Live and Let Die: Lessons from the Heartland
 
 

David Fowler

President

April 7, 2009

Last week, in the heartland of America, a unanimous Iowa Supreme Court ruled that the legislatively enacted Defense of Marriage Statute in that state violated the Iowa constitution. What can Tennesseans learn from this that they need to understand now, rather than later?

One might think that the decision in Iowa is irrelevant to Tennessee since 81 percent of Tennessee voters in 2006 adopted an amendment to our state constitution defining marriage as between one man and one woman. But it is relevant because it points out the importance of an issue that our own legislature is now debating, namely, how judges should come to serve on our state Supreme Court.

Liberal Judges in a Conservative State

Notwithstanding the generally conservative citizenry of Iowa, Iowa’s Supreme Court rendered a very liberal opinion, one that reflects a profound misunderstanding of the nature of marriage, equal protection, and the role of the judiciary vis-à-vis the legislature. And shockingly, not one justice dissented; the opinion was unanimous.

The lesson for us in Tennessee is drawn from the fact that Iowa’s Supreme Court justices get to serve on the court and continue to serve on the basis of an appointment and retention referendum system very much like the one we currently have in Tennessee.

“So?” you might say, “What’s the point?” Well, the point is that under this kind of judicial system, there is little to no judicial accountability. Judges who are insulated from some real measure of accountability are more likely to ignore judicial restraint, engage in judicial activism, and flaunt the will of the people. Lord Acton had it correct: “Power corrupts and absolute power corrupts absolutely.” This truth applies to judges as equally as it does the legislator or the king.
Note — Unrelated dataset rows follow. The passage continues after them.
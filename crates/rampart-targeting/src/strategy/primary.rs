//! Primary strategy: always-available shot at the nearest approaching hostile.

use std::collections::BTreeMap;

use rampart_core::config::TargetingConfig;
use rampart_core::types::{Defender, Hostile, HostileId};
use rampart_solver::BallisticSolver;

use super::{is_lethally_committed, FiredShot, StrategyKind, TargetingStrategy};
use crate::world::WorldState;

#[derive(Debug, Clone)]
pub struct PrimaryStrategy {
    solver: BallisticSolver,
    fixed_angle_deg: f64,
    bullet_damage: u32,
}

impl PrimaryStrategy {
    pub fn new(config: &TargetingConfig, fixed_angle_deg: f64) -> Self {
        Self {
            solver: BallisticSolver::from_config(config),
            fixed_angle_deg,
            bullet_damage: config.bullet_damage,
        }
    }

    pub fn fixed_angle(&self) -> f64 {
        self.fixed_angle_deg
    }
}

impl TargetingStrategy for PrimaryStrategy {
    fn kind(&self) -> StrategyKind {
        StrategyKind::Primary
    }

    /// Nearest hostile still in front of the defender.
    fn find_target(
        &self,
        hostiles: &BTreeMap<HostileId, Hostile>,
        defender: &Defender,
        last_target: Option<HostileId>,
        flight_time: f64,
    ) -> Option<Hostile> {
        let mut nearest: Option<(f64, &Hostile)> = None;

        for hostile in hostiles.values() {
            if is_lethally_committed(hostile, last_target, flight_time, self.bullet_damage) {
                continue;
            }

            let offset = defender.horizontal_offset(&hostile.position);
            if offset <= 0.0 {
                continue;
            }
            if nearest.map_or(true, |(best, _)| offset < best) {
                nearest = Some((offset, hostile));
            }
        }

        nearest.map(|(_, hostile)| *hostile)
    }

    /// Fires even when the solver fails, at fallback power.
    fn try_shoot<W: WorldState>(&self, target: &Hostile, world: &mut W) -> Option<FiredShot> {
        let result = self.solver.inverse_from_start_fix_angle(
            world.defender().position,
            target.position,
            target.speed,
            self.fixed_angle_deg,
        );

        if !result.success {
            tracing::warn!(
                target = %target.id,
                power = result.power,
                "no launch speed reaches target, firing at fallback power"
            );
        }

        world.issue_shot(result.angle, result.power);

        Some(FiredShot {
            strategy: StrategyKind::Primary,
            target: target.id,
            angle: result.angle,
            power: result.power,
            flight_time: result.flight_time,
            solved: result.success,
        })
    }
}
Elected Means Elected—What’s So Hard to Understand?

In the coming days or weeks, our legislature will have the opportunity to decide just how accountable our Tennessee Supreme Court justices will be. A provision in our state constitution, dating back to 1853, provides that the “judges of the Supreme Court shall be elected by the qualified voters of the state.”

Sounds straightforward enough. But those sitting on our state Supreme Court have applied a liberal, living constitution approach, to the term “elect,” saying that an appointment by the Governor followed by a yes-no retention referendum is an “election.”
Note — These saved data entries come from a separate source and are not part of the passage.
//! Configuration errors.
//!
//! The targeting core reports "no target" and "no valid shot" as data.
//! The only hard failure is a configuration that would make the solver
//! divide by zero or the strategies misbehave, caught once at startup.

use thiserror::Error;

#[derive(Debug, Error)]
pub enum ConfigError {
    #[error("fixed time step must be positive and finite, got {0}")]
    InvalidTimeStep(f64),

    #[error("gravity must be finite, got {0}")]
    InvalidGravity(f64),

    #[error("bullet damage must be at least 1")]
    ZeroBulletDamage,

    #[error("power boost span must be positive and finite, got {0}")]
    InvalidPowerSpan(f64),

    #[error("minimum power speed must be finite, got {0}")]
    InvalidPowerMin(f64),

    #[error("fixed angle must lie strictly between 0 and 90 degrees, got {0}")]
    InvalidFixedAngle(f64),

    #[error("shoot cooldown must be non-negative and finite, got {0}")]
    InvalidCooldown(f64),

    #[error("{field} must be non-negative and finite, got {value}")]
    InvalidEnergy { field: &'static str, value: f64 },

    #[error("failed to parse targeting config: {0}")]
    Parse(#[from] serde_json::Error),
}
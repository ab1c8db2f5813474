//! Core types and definitions for the RAMPART targeting subsystem.
//!
//! This crate defines the vocabulary shared across all other crates:
//! world records, shot commands, configuration, and constants.
//! It contains no solver or strategy logic.

pub mod commands;
pub mod config;
pub mod constants;
pub mod error;
pub mod types;
//! Remaining flight time of the most recently fired projectile.

/// Counts down in whole fixed steps and never goes negative.
/// Only a new shot re-arms it.
#[derive(Debug, Clone, Copy, Default, PartialEq)]
pub struct FlightTimer {
    remaining: f64,
}

impl FlightTimer {
    pub fn remaining(&self) -> f64 {
        self.remaining
    }

    /// True while a projectile is still in the air.
    pub fn is_active(&self) -> bool {
        self.remaining > 0.0
    }

    /// Start timing a new projectile.
    pub fn arm(&mut self, flight_time: f64) {
        self.remaining = if flight_time.is_finite() {
            flight_time.max(0.0)
        } else {
            0.0
        };
    }

    /// Consume `elapsed` seconds worth of whole fixed steps.
    pub fn step(&mut self, elapsed: f64) {
        if self.remaining > 0.0 {
            self.remaining = (self.remaining - elapsed).max(0.0);
        }
    }
}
Key to this process is a Judicial Selection and Evaluation process. Those commissions are set to “die” come June 30, 2009, unless the legislature decides to renew them. If the commissions die, then Supreme Court justices (and intermediate appellate court justices) would be subject to a regular election process. What is being debated is whether those commissions should “live” on or “die.”

An Unchecked Judiciary: Not What the Framers Intended

No person who professes to hold to original intent or strict construction as a philosophy regarding constitutional construction/interpretation can, with a straight face, say that in 1853 our Founders and the people who ratified our constitution thought that the word “elect” meant something like the current appointment and retention process. This kind of election process was not “invented” until around the 1900s.

In our opinion, those who want to affirm the current system should give up any pretension to being against “judicial activism” or being for “strict construction” or “original intent” when it comes to constitutional interpretation. To vote to keep the current appointment and retention system and then turn around and decry judicial activism in the context of court-created abortion rights is terribly inconsistent.

To infuse “appointment and retention” into the word “elect” is to embrace the “living constitution” approach to judicial construction of a constitution or, in the vernacular, an approach that supports judicial activism. Such an approach “kills” the constitution as an anchor for our governance because a majority of the five people on our Supreme Court have the power to re-write it to suit their understanding of what is needed, rendering the provisions allowing for amendment by the people meaningless and unnecessary.

It Takes 14 Years to Fix a Bad Court Ruling

If all this sound theoretical and philosophical, then let’s put the implications into real world practicality. Here is the problem created by the lack of judicial accountability.

The decision by the Iowa Supreme Court injecting gay marriage into their state constitution cannot be fixed for at least four years since it will take that long for the constitutional amendment process to be completed. And when our state Supreme Court makes a “mistake” it also takes at least four years to fix their mistake. In fact, it will wind up taking, at a minimum, 14 years to “fix” our court’s mistake in making Tennessee’s constitution the most protective of abortion of any state in the Union! That’s right, the Court rendered its infamous pro-abortion ruling in 2000, and no constitutional amendment can get on the ballot at this point until 2014!

Let’s hope our legislators learn a lesson from the Heartland of America and let the state constitution live by letting the Judicial Selection and Evaluation Commission die, at least when it comes to our state Supreme Court judges.